Reproduce verbatim the line where "pub mod config;" occurs, along with all following lines down to the last line of the data.

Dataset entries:

________

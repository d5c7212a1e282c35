// SPDX-FileCopyrightText: © 2025 SignKit Contributors
//
// SPDX-License-Identifier: MPL-2.0

//! signd: the SignKit real-time sign-detection server.
//!
//! Exposes a single WebSocket endpoint (`/ws/sign-detection`) that turns a
//! stream of base64 JPEG frames into buffering progress, per-frame sign
//! predictions, and pause-segmented sentences, plus a `/health` endpoint
//! for liveness and model status. See `signkit-api` for the wire contract.

pub mod cli;
pub mod config;
pub mod logging;
pub mod server;
pub mod session;
pub mod state;
pub mod websocket;

pub use config::Config;
pub use server::{create_app, create_app_with_state, start_server};
pub use state::AppState;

________

- Response box
pub mod config;
pub mod logging;
pub mod server;
pub mod session;
pub mod state;
pub mod websocket;

pub use config::Config;
pub use server::{create_app, create_app_with_state, start_server};
pub use state::AppState;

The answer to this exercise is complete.